Top of EXTRACTED INFORMATION

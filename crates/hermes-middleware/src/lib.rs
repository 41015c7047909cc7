//! # Hermes Middleware
//!
//! Linear middleware chain for the Hermes HTTP framework.
//!
//! Middleware runs before route dispatch, strictly in registration order.
//! Each entry can observe and mutate the request and response, then either
//! pass control onward or stop the chain.
//!
//! ## Chain
//!
//! ```text
//! Request → mw[0] → mw[1] → … → mw[n-1] → RouteTable
//!             │        │
//!             └─ halt ─┴──────────────────▶ Response (as written)
//! ```
//!
//! ## Key Features
//!
//! - **Registration Order**: no reordering, skipping, or deduplication
//! - **One-shot Continuation**: [`Next`] is consumed to proceed
//! - **Sync or Async**: closures via [`middleware_fn`] / [`async_middleware`]
//!   or full [`Middleware`] impls
//! - **Bounded Stack**: dispatch is an index loop
//!
//! ## Example
//!
//! ```
//! use hermes_core::{Exchange, Request, Response};
//! use hermes_middleware::{middleware_fn, Flow, MiddlewareChain, Next};
//! use http::{Method, StatusCode};
//!
//! let mut chain = MiddlewareChain::new();
//! chain.push(middleware_fn(|req: &mut Request, res: &mut Response, next: Next| {
//!     if req.header_str("authorization").is_none() {
//!         res.set_status(StatusCode::UNAUTHORIZED);
//!         res.end("Unauthorized");
//!         return Flow::halt();
//!     }
//!     next.proceed()
//! }));
//!
//! let mut exchange = Exchange::new(Request::new(Method::GET, "/"));
//! let outcome = tokio_test::block_on(chain.run(&mut exchange));
//!
//! assert!(!outcome.is_exhausted());
//! assert_eq!(exchange.response().status(), StatusCode::UNAUTHORIZED);
//! ```

#![doc(html_root_url = "https://docs.rs/hermes-middleware/0.1.0")]
#![warn(missing_docs)]
#![forbid(unsafe_code)]

pub mod chain;
pub mod middleware;
pub mod stages;

pub use chain::{BoxedMiddleware, ChainOutcome, MiddlewareChain};
pub use middleware::{
    async_middleware, middleware_fn, AsyncFnMiddleware, Flow, FnMiddleware, Middleware, Next,
};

Bottom of EXTRACTED INFORMATION

**AIM OF THE EXERCISE**
All of the material above should be set down again, unaltered.

**THE ANSWER**
filename crates/hermes-middleware/src/lib.rs
repository 41015c7047909cc7
//! # Hermes Middleware
//!
//! Linear middleware chain for the Hermes HTTP framework.
//!
//! Middleware runs before route dispatch, strictly in registration order.
//! Each entry can observe and mutate the request and response, then either
//! pass control onward or stop the chain.
//!
//! ## Chain
//!
//! ```text
//! Request → mw[0] → mw[1] → … → mw[n-1] → RouteTable
//!             │        │
//!             └─ halt ─┴──────────────────▶ Response (as written)
//! ```
//!
//! ## Key Features
//!
//! - **Registration Order**: no reordering, skipping, or deduplication
//! - **One-shot Continuation**: [`Next`] is consumed to proceed
//! - **Sync or Async**: closures via [`middleware_fn`] / [`async_middleware`]
//!   or full [`Middleware`] impls
//! - **Bounded Stack**: dispatch is an index loop
//!
//! ## Example
//!
//! ```
//! use hermes_core::{Exchange, Request, Response};
//! use hermes_middleware::{middleware_fn, Flow, MiddlewareChain, Next};
//! use http::{Method, StatusCode};
//!
//! let mut chain = MiddlewareChain::new();
//! chain.push(middleware_fn(|req: &mut Request, res: &mut Response, next: Next| {
//!     if req.header_str("authorization").is_none() {
//!         res.set_status(StatusCode::UNAUTHORIZED);
//!         res.end("Unauthorized");
//!         return Flow::halt();
//!     }
//!     next.proceed()
//! }));
//!
//! let mut exchange = Exchange::new(Request::new(Method::GET, "/"));
//! let outcome = tokio_test::block_on(chain.run(&mut exchange));
//!
//! assert!(!outcome.is_exhausted());
//! assert_eq!(exchange.response().status(), StatusCode::UNAUTHORIZED);
//! ```

#![doc(html_root_url = "https://docs.rs/hermes-middleware/0.1.0")]
#![warn(missing_docs)]
#![forbid(unsafe_code)]

pub mod chain;
pub mod middleware;
pub mod stages;

pub use chain::{BoxedMiddleware, ChainOutcome, MiddlewareChain};
pub use middleware::{
    async_middleware, middleware_fn, AsyncFnMiddleware, Flow, FnMiddleware, Middleware, Next,
};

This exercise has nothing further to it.